Filter these entries down to the lines that hold the word "ConnectFail", and show each of them.

+++

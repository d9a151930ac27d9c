//! Frame encoding/decoding for the tunnel protocol
//!
//! Frame format:
//! ```text
//! +---------+--------+-------------------+-------------------+
//! | Version |  Type  |  Channel ID (2B)  |  Length (2B)      |
//! +---------+--------+-------------------+-------------------+
//! |                   Payload (Length bytes)                 |
//! +----------------------------------------------------------+
//! ```
//!
//! All integers are big-endian. A CONNECT payload is
//! `host_len:u8, host:[u8; host_len], port:u16`.

use crate::protocol::{
    ProtocolError, FRAME_HEADER_SIZE, MAX_BUFFER_SIZE, MAX_HOST_LEN, MAX_PAYLOAD_SIZE,
    MAX_REASON_LEN, PROTOCOL_VERSION,
};
use bytes::{Buf, BufMut, Bytes, BytesMut};

/// Message types
#[derive(Debug, Clone, Copy, PartialEq, Eq, Hash)]
#[repr(u8)]
pub enum MessageType {
    /// Channel payload bytes
    Data = 0x01,
    /// Open a channel to host:port
    Connect = 0x02,
    /// Upstream connection established
    ConnectOk = 0x03,
    /// Upstream connection failed, payload is a short reason
    ConnectFail = 0x04,
    /// Channel closed
    Close = 0x05,
    /// Liveness check (channel 0)
    Keepalive = 0x06,
    /// Liveness check answer (channel 0)
    KeepaliveAck = 0x07,
}

impl TryFrom<u8> for MessageType {
    type Error = ProtocolError;

    fn try_from(value: u8) -> Result<Self, Self::Error> {
        match value {
            0x01 => Ok(MessageType::Data),
            0x02 => Ok(MessageType::Connect),
            0x03 => Ok(MessageType::ConnectOk),
            0x04 => Ok(MessageType::ConnectFail),
            0x05 => Ok(MessageType::Close),
            0x06 => Ok(MessageType::Keepalive),
            0x07 => Ok(MessageType::KeepaliveAck),
            _ => Err(ProtocolError::InvalidMessageType(value)),
        }
    }
}

/// A tunnel protocol message
#[derive(Debug, Clone, PartialEq, Eq)]
pub struct TunnelMessage {
    /// Message type
    pub msg_type: MessageType,
    /// Channel ID (0 for connection-level messages)
    pub channel_id: u16,
    /// Payload bytes
    pub payload: Bytes,
}

impl TunnelMessage {
    pub fn new(msg_type: MessageType, channel_id: u16, payload: Bytes) -> Self {
        Self {
            msg_type,
            channel_id,
            payload,
        }
    }

    /// Create a data frame
    pub fn data(channel_id: u16, payload: Bytes) -> Self {
        Self::new(MessageType::Data, channel_id, payload)
    }

    /// Create a connect request frame
    pub fn connect(channel_id: u16, request: &ConnectRequest) -> Result<Self, ProtocolError> {
        Ok(Self::new(MessageType::Connect, channel_id, request.encode()?))
    }

    pub fn connect_ok(channel_id: u16) -> Self {
        Self::new(MessageType::ConnectOk, channel_id, Bytes::new())
    }

    /// Create a connect failure frame; the reason is cut to a safe length
    pub fn connect_fail(channel_id: u16, reason: &str) -> Self {
        let mut end = reason.len().min(MAX_REASON_LEN);
        while !reason.is_char_boundary(end) {
            end -= 1;
        }
        Self::new(
            MessageType::ConnectFail,
            channel_id,
            Bytes::copy_from_slice(reason[..end].as_bytes()),
        )
    }

    pub fn close(channel_id: u16) -> Self {
        Self::new(MessageType::Close, channel_id, Bytes::new())
    }

    pub fn keepalive() -> Self {
        Self::new(MessageType::Keepalive, crate::protocol::CONTROL_CHANNEL, Bytes::new())
    }

    pub fn keepalive_ack() -> Self {
        Self::new(MessageType::KeepaliveAck, crate::protocol::CONTROL_CHANNEL, Bytes::new())
    }

    /// Payload interpreted as a CONNECT_FAIL reason
    pub fn reason(&self) -> String {
        String::from_utf8_lossy(&self.payload).into_owned()
    }

    /// Encode frame to bytes
    pub fn encode(&self) -> Result<BytesMut, ProtocolError> {
        let mut buf = BytesMut::with_capacity(self.encoded_size());
        self.encode_into(&mut buf)?;
        Ok(buf)
    }

    /// Append the encoded frame to `buf`
    pub fn encode_into(&self, buf: &mut BytesMut) -> Result<(), ProtocolError> {
        let payload_len = self.payload.len();
        if payload_len > MAX_PAYLOAD_SIZE {
            return Err(ProtocolError::MessageTooLarge(payload_len));
        }

        buf.reserve(FRAME_HEADER_SIZE + payload_len);
        buf.put_u8(PROTOCOL_VERSION);
        buf.put_u8(self.msg_type as u8);
        buf.put_u16(self.channel_id);
        buf.put_u16(payload_len as u16);
        buf.extend_from_slice(&self.payload);

        Ok(())
    }

    /// Decode one frame from the front of `buf` using the default limits
    ///
    /// Returns the frame and the number of bytes it occupied, or `None`
    /// when more bytes are needed.
    pub fn decode(buf: &[u8]) -> Result<Option<(Self, usize)>, ProtocolError> {
        FrameCodec::default().decode(buf)
    }

    /// Get the total encoded size of this frame
    pub fn encoded_size(&self) -> usize {
        FRAME_HEADER_SIZE + self.payload.len()
    }
}

/// Stateless frame decoder with a configurable aggregate buffer limit
#[derive(Debug, Clone, Copy)]
pub struct FrameCodec {
    max_buffer: usize,
}

impl Default for FrameCodec {
    fn default() -> Self {
        Self {
            max_buffer: MAX_BUFFER_SIZE,
        }
    }
}

impl FrameCodec {
    pub fn with_max_buffer(max_buffer: usize) -> Self {
        Self { max_buffer }
    }

    pub fn max_buffer(&self) -> usize {
        self.max_buffer
    }

    /// Decode one frame from the front of `buf` without consuming it
    pub fn decode(&self, buf: &[u8]) -> Result<Option<(TunnelMessage, usize)>, ProtocolError> {
        if buf.len() < FRAME_HEADER_SIZE {
            return Ok(None);
        }

        let version = buf[0];
        if version != PROTOCOL_VERSION {
            return Err(ProtocolError::VersionMismatch {
                expected: PROTOCOL_VERSION,
                actual: version,
            });
        }

        let msg_type = MessageType::try_from(buf[1])?;
        let channel_id = u16::from_be_bytes([buf[2], buf[3]]);
        let payload_len = u16::from_be_bytes([buf[4], buf[5]]) as usize;

        let total_len = FRAME_HEADER_SIZE + payload_len;
        if total_len > self.max_buffer {
            return Err(ProtocolError::MessageTooLarge(total_len));
        }

        if buf.len() < total_len {
            return Ok(None);
        }

        let payload = Bytes::copy_from_slice(&buf[FRAME_HEADER_SIZE..total_len]);

        Ok(Some((
            TunnelMessage {
                msg_type,
                channel_id,
                payload,
            },
            total_len,
        )))
    }

    /// Decode and consume one frame from an accumulating read buffer
    pub fn decode_from(&self, buf: &mut BytesMut) -> Result<Option<TunnelMessage>, ProtocolError> {
        if buf.len() > self.max_buffer {
            return Err(ProtocolError::BufferOverflow(buf.len()));
        }

        match self.decode(buf)? {
            Some((msg, consumed)) => {
                buf.advance(consumed);
                Ok(Some(msg))
            }
            None => Ok(None),
        }
    }
}

/// Destination carried by a CONNECT frame
#[derive(Debug, Clone, PartialEq, Eq)]
pub struct ConnectRequest {
    pub host: String,
    pub port: u16,
}

impl ConnectRequest {
    pub fn new(host: impl Into<String>, port: u16) -> Self {
        Self {
            host: host.into(),
            port,
        }
    }

    pub fn encode(&self) -> Result<Bytes, ProtocolError> {
        let host = self.host.as_bytes();
        if host.is_empty() || host.len() > MAX_HOST_LEN {
            return Err(ProtocolError::MalformedPayload(format!(
                "host length {} outside 1..={}",
                host.len(),
                MAX_HOST_LEN
            )));
        }
        if self.port == 0 {
            return Err(ProtocolError::MalformedPayload("port 0".to_string()));
        }

        let mut buf = BytesMut::with_capacity(1 + host.len() + 2);
        buf.put_u8(host.len() as u8);
        buf.extend_from_slice(host);
        buf.put_u16(self.port);
        Ok(buf.freeze())
    }

    pub fn parse(payload: &[u8]) -> Result<Self, ProtocolError> {
        let (&host_len, rest) = payload
            .split_first()
            .ok_or_else(|| ProtocolError::MalformedPayload("empty CONNECT payload".to_string()))?;
        let host_len = host_len as usize;

        if host_len == 0 || host_len > MAX_HOST_LEN {
            return Err(ProtocolError::MalformedPayload(format!(
                "host length {} outside 1..={}",
                host_len, MAX_HOST_LEN
            )));
        }
        if rest.len() != host_len + 2 {
            return Err(ProtocolError::MalformedPayload(format!(
                "CONNECT payload is {} bytes, expected {}",
                payload.len(),
                host_len + 3
            )));
        }

        let host = std::str::from_utf8(&rest[..host_len])
            .map_err(|_| ProtocolError::MalformedPayload("host is not UTF-8".to_string()))?;
        let port = u16::from_be_bytes([rest[host_len], rest[host_len + 1]]);
        if port == 0 {
            return Err(ProtocolError::MalformedPayload("port 0".to_string()));
        }

        Ok(Self {
            host: host.to_string(),
            port,
        })
    }
}

impl std::fmt::Display for ConnectRequest {
    fn fmt(&self, f: &mut std::fmt::Formatter<'_>) -> std::fmt::Result {
        if self.host.contains(':') {
            write!(f, "[{}]:{}", self.host, self.port)
        } else {
            write!(f, "{}:{}", self.host, self.port)
        }
    }
}

#[cfg(test)]
mod tests {
    use super::*;

    fn sample_messages() -> Vec<TunnelMessage> {
        vec![
            TunnelMessage::data(7, Bytes::from_static(b"GET / HTTP/1.0\r\n\r\n")),
            TunnelMessage::connect(1, &ConnectRequest::new("example.com", 443)).unwrap(),
            TunnelMessage::connect_ok(1),
            TunnelMessage::connect_fail(2, "connection refused"),
            TunnelMessage::close(65535),
            TunnelMessage::keepalive(),
            TunnelMessage::keepalive_ack(),
            TunnelMessage::data(3, Bytes::new()),
        ]
    }

    #[test]
    fn test_frame_encode_decode() {
        for original in sample_messages() {
            let encoded = original.encode().unwrap();
            let (decoded, consumed) = TunnelMessage::decode(&encoded).unwrap().unwrap();

            assert_eq!(decoded, original);
            assert_eq!(consumed, encoded.len());
        }
    }

    #[test]
    fn test_header_layout() {
        let encoded = TunnelMessage::data(0x0102, Bytes::from_static(b"abc"))
            .encode()
            .unwrap();

        assert_eq!(&encoded[..], &[1, 0x01, 0x01, 0x02, 0x00, 0x03, b'a', b'b', b'c']);
    }

    #[test]
    fn test_partial_reads_at_every_offset() {
        let m1 = TunnelMessage::connect(9, &ConnectRequest::new("example.org", 8080)).unwrap();
        let m2 = TunnelMessage::data(9, Bytes::from(vec![0xAB; 300]));

        let mut wire = m1.encode().unwrap();
        wire.extend_from_slice(&m2.encode().unwrap());
        let codec = FrameCodec::default();

        for split in 0..=wire.len() {
            let mut buf = BytesMut::new();
            let mut decoded = Vec::new();

            for chunk in [&wire[..split], &wire[split..]] {
                buf.extend_from_slice(chunk);
                while let Some(msg) = codec.decode_from(&mut buf).unwrap() {
                    decoded.push(msg);
                }
            }

            assert_eq!(decoded, vec![m1.clone(), m2.clone()], "split at {}", split);
            assert!(buf.is_empty());
        }
    }

    #[test]
    fn test_need_more_data() {
        let encoded = TunnelMessage::data(1, Bytes::from_static(b"hello"))
            .encode()
            .unwrap();

        assert!(TunnelMessage::decode(&encoded[..3]).unwrap().is_none());
        assert!(TunnelMessage::decode(&encoded[..encoded.len() - 1])
            .unwrap()
            .is_none());
    }

    #[test]
    fn test_encode_rejects_oversized_payload() {
        let msg = TunnelMessage::data(1, Bytes::from(vec![0u8; MAX_PAYLOAD_SIZE + 1]));
        assert!(matches!(
            msg.encode(),
            Err(ProtocolError::MessageTooLarge(n)) if n == MAX_PAYLOAD_SIZE + 1
        ));

        let max = TunnelMessage::data(1, Bytes::from(vec![0u8; MAX_PAYLOAD_SIZE]));
        assert!(max.encode().is_ok());
    }

    #[test]
    fn test_decode_rejects_length_over_buffer_limit() {
        let codec = FrameCodec::with_max_buffer(100);
        let header = [PROTOCOL_VERSION, MessageType::Data as u8, 0, 1, 0, 200];

        assert!(matches!(
            codec.decode(&header),
            Err(ProtocolError::MessageTooLarge(206))
        ));
    }

    #[test]
    fn test_decode_rejects_overflowing_buffer() {
        let codec = FrameCodec::with_max_buffer(16);
        let mut buf = BytesMut::from(&[0u8; 17][..]);

        assert!(matches!(
            codec.decode_from(&mut buf),
            Err(ProtocolError::BufferOverflow(17))
        ));
    }

    #[test]
    fn test_decode_rejects_version_mismatch() {
        let mut encoded = TunnelMessage::close(4).encode().unwrap();
        encoded[0] = 2;

        assert!(matches!(
            TunnelMessage::decode(&encoded),
            Err(ProtocolError::VersionMismatch {
                expected: 1,
                actual: 2
            })
        ));
    }

    #[test]
    fn test_decode_rejects_unknown_type() {
        let frame = [PROTOCOL_VERSION, 0x42, 0, 1, 0, 0];
        assert!(matches!(
            TunnelMessage::decode(&frame),
            Err(ProtocolError::InvalidMessageType(0x42))
        ));
    }

    #[test]
    fn test_connect_request_bounds() {
        assert!(ConnectRequest::new("", 80).encode().is_err());
        assert!(ConnectRequest::new("a".repeat(254), 80).encode().is_err());
        assert!(ConnectRequest::new("a".repeat(253), 80).encode().is_ok());
        assert!(ConnectRequest::new("example.com", 0).encode().is_err());

        let payload = ConnectRequest::new("example.com", 80).encode().unwrap();
        let parsed = ConnectRequest::parse(&payload).unwrap();
        assert_eq!(parsed, ConnectRequest::new("example.com", 80));

        // Truncated and trailing-garbage payloads
        assert!(ConnectRequest::parse(&payload[..payload.len() - 1]).is_err());
        let mut longer = payload.to_vec();
        longer.push(0);
        assert!(ConnectRequest::parse(&longer).is_err());
        assert!(ConnectRequest::parse(&[0, 0, 80]).is_err());
        assert!(ConnectRequest::parse(&[1, b'a', 0, 0]).is_err());
    }

    #[test]
    fn test_connect_fail_reason_is_bounded() {
        let long = "é".repeat(MAX_REASON_LEN);
        let msg = TunnelMessage::connect_fail(1, &long);

        assert!(msg.payload.len() <= MAX_REASON_LEN);
        assert!(msg.reason().chars().all(|c| c == 'é'));
    }

    #[test]
    fn test_display_brackets_ipv6() {
        assert_eq!(ConnectRequest::new("::1", 22).to_string(), "[::1]:22");
        assert_eq!(ConnectRequest::new("example.com", 80).to_string(), "example.com:80");
    }
}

+++

> **Task output**:
    ConnectFail = 0x04,
            0x04 => Ok(MessageType::ConnectFail),
            MessageType::ConnectFail,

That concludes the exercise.